Temporal Normalizing Flows
Published:
Normalizing flows provide a practical way to learn a probability density and sample from it by pushing forward a simple base distribution (e.g., a standard Gaussian) through an invertible mapping. This post describes a temporal extension—conditioning the flow on time, to model time-dependent densities \(p(t,x)\), with a physics-informed regularization based on a Fokker–Planck equation (FPE).
Motivation
Many stochastic systems are described by an SDE
\[dX_t = a(X_t,t)dt + b(X_t,t)dW_t,\]whose probability density \(p(t,x)\) satisfies the Fokker–Planck equation (in 1D)
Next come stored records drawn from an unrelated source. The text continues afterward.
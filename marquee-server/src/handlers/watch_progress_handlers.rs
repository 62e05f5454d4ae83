use axum::{
    Json,
    extract::{Path, Query, State},
};
use uuid::Uuid;

use marquee_core::api_types::{
    ApiResponse, ContinueWatchingQuery, MarkCompleteRequest,
    ReportProgressRequest,
};
use marquee_model::{ProgressRecord, UserID};

use crate::{AppState, infra::errors::AppResult};

/// Record a playback position
///
/// Players send this every few seconds while playing. `content_id` may be an
/// episode id or the id of a single-unit movie.
///
/// # Request
///
/// ```json
/// {
///   "user_id": "0190f3a0-5c2e-7d4b-9a1f-3c2b1a0e9d8c",
///   "content_id": "0190f3a1-0000-7000-8000-000000000007",
///   "current_time": 1800.0,
///   "duration": 7200.0
/// }
/// ```
///
/// # Response
///
/// - `200 OK` with the stored progress record
/// - `400 Bad Request` for negative or non-finite numbers
/// - `404 Not Found` when the content id matches nothing
/// - `422 Unprocessable Entity` when a series id is used instead of an episode
///
/// # Behavior
///
/// - Positions never move backwards; rewinds are accepted and ignored
/// - At 95% watched (configurable) the record latches as completed
/// - A completion triggers a recount of the movie's views
pub async fn report_progress_handler(
    State(state): State<AppState>,
    Json(request): Json<ReportProgressRequest>,
) -> AppResult<Json<ApiResponse<ProgressRecord>>> {
    let record = state.tracker().report_progress(&request).await?;
    Ok(Json(ApiResponse::success(record)))
}

/// Confirm completion without reporting a new position
///
/// With `force_complete` the record is marked completed unconditionally;
/// otherwise only if its stored position already meets the threshold.
pub async fn mark_complete_handler(
    State(state): State<AppState>,
    Json(request): Json<MarkCompleteRequest>,
) -> AppResult<Json<ApiResponse<ProgressRecord>>> {
    let record = state.tracker().mark_complete_if_eligible(&request).await?;
    Ok(Json(ApiResponse::success(record)))
}

/// All progress records of a user, most recently watched first
pub async fn list_progress_handler(
    State(state): State<AppState>,
    Path(user_id): Path<Uuid>,
) -> AppResult<Json<ApiResponse<Vec<ProgressRecord>>>> {
    let records = state.tracker().list_progress(UserID(user_id)).await?;
    Ok(Json(ApiResponse::success(records)))
}

/// Started but unfinished items for the "continue watching" row
pub async fn continue_watching_handler(
    State(state): State<AppState>,
    Path(user_id): Path<Uuid>,
    Query(query): Query<ContinueWatchingQuery>,
) -> AppResult<Json<ApiResponse<Vec<ProgressRecord>>>> {
    let records = state
        .tracker()
        .continue_watching(UserID(user_id), query.limit)
        .await?;
    Ok(Json(ApiResponse::success(records)))
}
\[\partial_t p(t,x) = -\partial_x\!\big(a(x,t)\,p(t,x)\big) + \tfrac12\,\partial_{xx}\!\big((b(x,t))^2\,p(t,x)\big).\]In applications, we often care about an observable \(Y_t=\psi(X_t)\) rather than the full state. Learning \(p_Y(t,y)\) directly from data/simulation can be viewed as learning a reduced-order PDF model, which captures uncertainty evolution in a lower-dimensional space and supports downstream tasks such as uncertainty quantification, likelihood evaluation, and sampling.
Normalizing flows
Main objective. Given samples \(\{x_i\}_{i=1}^N\sim p_X\), learn a tractable density model \(p_X(x)\) that supports both evaluation and sampling.
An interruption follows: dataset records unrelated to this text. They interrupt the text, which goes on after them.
use std::{any::type_name_of_val, fmt, sync::Arc};

use tracing::{debug, info};
use uuid::Uuid;

use marquee_model::{Episode, EpisodeID, EpisodeRef, MovieID, NewEpisode};

use crate::database::ports::catalog::CatalogRepository;
use crate::error::{MediaError, Result};

/// Episode number of the implicit playback unit of a single-unit movie
pub const CANONICAL_EPISODE_NUMBER: i32 = 1;

/// Maps arbitrary content ids onto trackable episodes.
///
/// Episode ids resolve to themselves. A single-unit movie resolves to its
/// canonical episode, which is created on first use. Series must always be
/// addressed through an explicit episode id.
#[derive(Clone)]
pub struct ContentResolver {
    catalog: Arc<dyn CatalogRepository>,
}

impl fmt::Debug for ContentResolver {
    fn fmt(&self, f: &mut fmt::Formatter<'_>) -> fmt::Result {
        f.debug_struct("ContentResolver")
            .field("catalog", &type_name_of_val(self.catalog.as_ref()))
            .finish()
    }
}

impl ContentResolver {
    pub fn new(catalog: Arc<dyn CatalogRepository>) -> Self {
        Self { catalog }
    }

    /// Resolve `content_id` to the episode progress should be recorded on.
    ///
    /// `supplied_duration` wins over the catalog's runtime when present.
    pub async fn resolve(
        &self,
        content_id: Uuid,
        supplied_duration: Option<f64>,
    ) -> Result<EpisodeRef> {
        if let Some(episode) =
            self.catalog.get_episode(EpisodeID(content_id)).await?
        {
            return Ok(Self::episode_ref(&episode, supplied_duration));
        }

        let movie_id = MovieID(content_id);
        let movie = self
            .catalog
            .get_movie(movie_id)
            .await?
            .ok_or(MediaError::ContentNotFound(content_id))?;

        if movie.kind.is_series() {
            return Err(MediaError::InvalidTarget { movie_id });
        }

        let episode = match self
            .catalog
            .find_episode_by_number(movie_id, CANONICAL_EPISODE_NUMBER)
            .await?
        {
            Some(episode) => episode,
            None => match self
                .catalog
                .find_episodes_by_movie(movie_id)
                .await?
                .into_iter()
                .next()
            {
                Some(episode) => {
                    debug!(
                        movie_id = %movie_id,
                        episode_number = episode.episode_number,
                        "Single movie has no episode #1; using lowest-numbered episode"
                    );
                    episode
                }
                None => {
                    let episode = self
                        .catalog
                        .create_episode(NewEpisode {
                            movie_id,
                            episode_number: CANONICAL_EPISODE_NUMBER,
                            duration: movie.duration,
                            media_ref: movie.media_ref.clone(),
                        })
                        .await?;
                    info!(
                        movie_id = %movie_id,
                        episode_id = %episode.id,
                        "Materialized canonical episode"
                    );
                    episode
                }
            },
        };

        Ok(Self::episode_ref(&episode, supplied_duration))
    }

    fn episode_ref(episode: &Episode, supplied_duration: Option<f64>) -> EpisodeRef {
        EpisodeRef {
            episode_id: episode.id,
            movie_id: episode.movie_id,
            duration: supplied_duration.unwrap_or(episode.duration),
        }
    }
}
Let \(z\sim p_Z\) be easy to sample (e.g., \(p_Z=\mathcal{N}(0,I)\)). A normalizing flow learns an invertible map
\[x = f_\theta(z), \qquad z=g_\theta(x)=f_\theta^{-1}(x).\]By change of variables,
\[p_X(x;\theta) = p_Z\!\big(g_\theta(x)\big)\, \left|\det\left(\frac{\partial g_\theta}{\partial x}(x)\right)\right|.\]Equivalently,
\[\log p_X(x;\theta) = \log p_Z(z) - \log\left|\det\left(\frac{\partial f_\theta}{\partial z}(z)\right)\right|,\quad z=g_\theta(x).\]Maximum likelihood. Maximizing likelihood is equivalent to minimizing KL divergence up to constants; in practice we minimize negative log-likelihood:
\[\mathcal{L}_{\text{NLL}}(\theta) = -\frac1N\sum_{i=1}^N \log p_X(x_i;\theta).\]Temporal normalizing flow
A clean and common way to add time is to condition the flow on time: \(x = f_\theta(z;\,t),\qquad z=g_\theta(x;\,t).\)
Invertibility is required in \(x\leftrightarrow z\) for each fixed \(t\). Time is treated as an input/conditioning variable.
Then the time-dependent density model is \(p(t,x;\theta)=p_Z\!\big(g_\theta(x;\,t)\big)\, \left|\det\left(\frac{\partial g_\theta}{\partial x}(x;\,t)\right)\right|.\)

Figure: Flowing samples from a unimodal Gaussian over time (schematic; see Feng et al., 2022).
Physics-informed training via the FPE
If one knows the governing FPE (or want to bias toward an FPE solution), one can add a PDE residual penalty.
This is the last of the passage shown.